How to complete this task
Copy, exactly and without additions, every line in the records below from the one holding "filename tests/common/mod.rs" through the one holding "use wireguard_loop::config::DaemonConfig;", both ends included.

[Stored data]
- - - - - - -

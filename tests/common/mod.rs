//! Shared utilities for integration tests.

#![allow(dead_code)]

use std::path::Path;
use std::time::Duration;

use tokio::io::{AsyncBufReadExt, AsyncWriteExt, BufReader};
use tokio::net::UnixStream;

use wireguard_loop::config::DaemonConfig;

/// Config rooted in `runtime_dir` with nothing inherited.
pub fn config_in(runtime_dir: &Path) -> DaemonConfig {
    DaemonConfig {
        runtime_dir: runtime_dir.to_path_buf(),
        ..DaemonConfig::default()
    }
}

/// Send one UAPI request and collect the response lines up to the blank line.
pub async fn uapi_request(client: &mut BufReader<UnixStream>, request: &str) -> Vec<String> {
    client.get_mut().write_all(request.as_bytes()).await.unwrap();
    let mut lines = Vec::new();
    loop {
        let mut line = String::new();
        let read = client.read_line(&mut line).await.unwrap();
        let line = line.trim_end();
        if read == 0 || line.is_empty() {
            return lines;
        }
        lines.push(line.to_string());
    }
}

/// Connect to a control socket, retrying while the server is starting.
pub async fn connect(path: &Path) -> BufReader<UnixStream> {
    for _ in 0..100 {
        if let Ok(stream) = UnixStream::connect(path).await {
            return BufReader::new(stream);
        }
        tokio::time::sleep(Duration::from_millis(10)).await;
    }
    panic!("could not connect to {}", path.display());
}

- - - - - - -

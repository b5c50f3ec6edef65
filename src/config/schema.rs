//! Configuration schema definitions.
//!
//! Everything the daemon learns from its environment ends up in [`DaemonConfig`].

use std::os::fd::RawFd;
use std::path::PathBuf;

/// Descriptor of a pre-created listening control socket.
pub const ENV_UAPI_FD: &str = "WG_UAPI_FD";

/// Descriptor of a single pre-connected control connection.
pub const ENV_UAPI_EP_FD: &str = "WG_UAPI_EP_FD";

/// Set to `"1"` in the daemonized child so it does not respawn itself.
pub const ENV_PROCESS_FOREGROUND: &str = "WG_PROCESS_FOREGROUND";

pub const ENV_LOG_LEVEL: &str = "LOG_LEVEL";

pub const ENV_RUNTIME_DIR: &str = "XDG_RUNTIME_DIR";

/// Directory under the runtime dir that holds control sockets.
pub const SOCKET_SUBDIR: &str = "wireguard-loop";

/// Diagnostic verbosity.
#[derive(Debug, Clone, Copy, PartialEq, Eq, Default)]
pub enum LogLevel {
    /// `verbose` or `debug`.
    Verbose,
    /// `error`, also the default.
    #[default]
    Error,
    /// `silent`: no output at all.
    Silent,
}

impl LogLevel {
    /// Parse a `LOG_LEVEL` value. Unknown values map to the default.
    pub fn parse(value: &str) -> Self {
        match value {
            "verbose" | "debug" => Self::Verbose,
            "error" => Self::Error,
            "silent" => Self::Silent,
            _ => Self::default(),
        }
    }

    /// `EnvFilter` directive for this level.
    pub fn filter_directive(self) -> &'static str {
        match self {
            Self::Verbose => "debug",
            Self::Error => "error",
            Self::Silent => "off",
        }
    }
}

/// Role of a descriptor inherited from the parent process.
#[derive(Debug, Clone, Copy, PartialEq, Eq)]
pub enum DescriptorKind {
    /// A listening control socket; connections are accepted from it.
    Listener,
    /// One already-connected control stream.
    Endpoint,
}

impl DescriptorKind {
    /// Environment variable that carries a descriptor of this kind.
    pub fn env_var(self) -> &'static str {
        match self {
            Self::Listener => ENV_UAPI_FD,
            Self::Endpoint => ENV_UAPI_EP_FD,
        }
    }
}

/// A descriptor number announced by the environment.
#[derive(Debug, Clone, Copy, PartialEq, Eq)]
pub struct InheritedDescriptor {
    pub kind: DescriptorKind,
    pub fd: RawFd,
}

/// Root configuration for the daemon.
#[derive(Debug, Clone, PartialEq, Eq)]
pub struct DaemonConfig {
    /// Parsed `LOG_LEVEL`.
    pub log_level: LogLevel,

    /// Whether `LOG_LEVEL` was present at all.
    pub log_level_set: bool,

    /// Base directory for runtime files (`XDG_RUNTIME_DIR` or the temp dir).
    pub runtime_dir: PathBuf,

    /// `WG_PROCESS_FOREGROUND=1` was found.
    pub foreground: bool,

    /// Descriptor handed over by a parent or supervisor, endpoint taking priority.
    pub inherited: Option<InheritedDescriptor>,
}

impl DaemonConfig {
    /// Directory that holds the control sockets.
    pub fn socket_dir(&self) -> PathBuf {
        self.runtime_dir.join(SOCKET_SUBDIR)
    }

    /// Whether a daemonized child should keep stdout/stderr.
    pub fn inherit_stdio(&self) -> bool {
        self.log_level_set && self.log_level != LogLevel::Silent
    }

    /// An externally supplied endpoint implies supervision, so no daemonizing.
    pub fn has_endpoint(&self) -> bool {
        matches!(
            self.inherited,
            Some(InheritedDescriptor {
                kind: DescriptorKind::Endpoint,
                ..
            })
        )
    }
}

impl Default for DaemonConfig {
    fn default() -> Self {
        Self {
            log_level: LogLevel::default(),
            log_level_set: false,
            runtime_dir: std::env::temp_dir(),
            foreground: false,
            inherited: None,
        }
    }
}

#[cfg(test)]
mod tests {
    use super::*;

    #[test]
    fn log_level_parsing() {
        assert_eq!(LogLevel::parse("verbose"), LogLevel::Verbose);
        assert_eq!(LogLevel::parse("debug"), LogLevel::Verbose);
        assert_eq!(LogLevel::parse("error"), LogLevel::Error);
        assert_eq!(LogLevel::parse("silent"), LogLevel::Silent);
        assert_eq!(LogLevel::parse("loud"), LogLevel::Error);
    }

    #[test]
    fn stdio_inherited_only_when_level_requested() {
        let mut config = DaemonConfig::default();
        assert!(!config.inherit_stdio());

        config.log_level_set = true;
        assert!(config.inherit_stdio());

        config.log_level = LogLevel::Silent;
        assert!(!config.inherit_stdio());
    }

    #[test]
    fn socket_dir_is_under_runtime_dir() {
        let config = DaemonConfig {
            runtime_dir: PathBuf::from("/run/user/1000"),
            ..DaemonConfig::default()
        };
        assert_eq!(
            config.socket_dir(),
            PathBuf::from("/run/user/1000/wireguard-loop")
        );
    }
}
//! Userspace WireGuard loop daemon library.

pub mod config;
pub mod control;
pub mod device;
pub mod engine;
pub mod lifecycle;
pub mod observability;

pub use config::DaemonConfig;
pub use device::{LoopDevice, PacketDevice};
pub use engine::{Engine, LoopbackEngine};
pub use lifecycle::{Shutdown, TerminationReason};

- - - - - - -

Response to this task
filename tests/common/mod.rs
//! Shared utilities for integration tests.

#![allow(dead_code)]

use std::path::Path;
use std::time::Duration;

use tokio::io::{AsyncBufReadExt, AsyncWriteExt, BufReader};
use tokio::net::UnixStream;

use wireguard_loop::config::DaemonConfig;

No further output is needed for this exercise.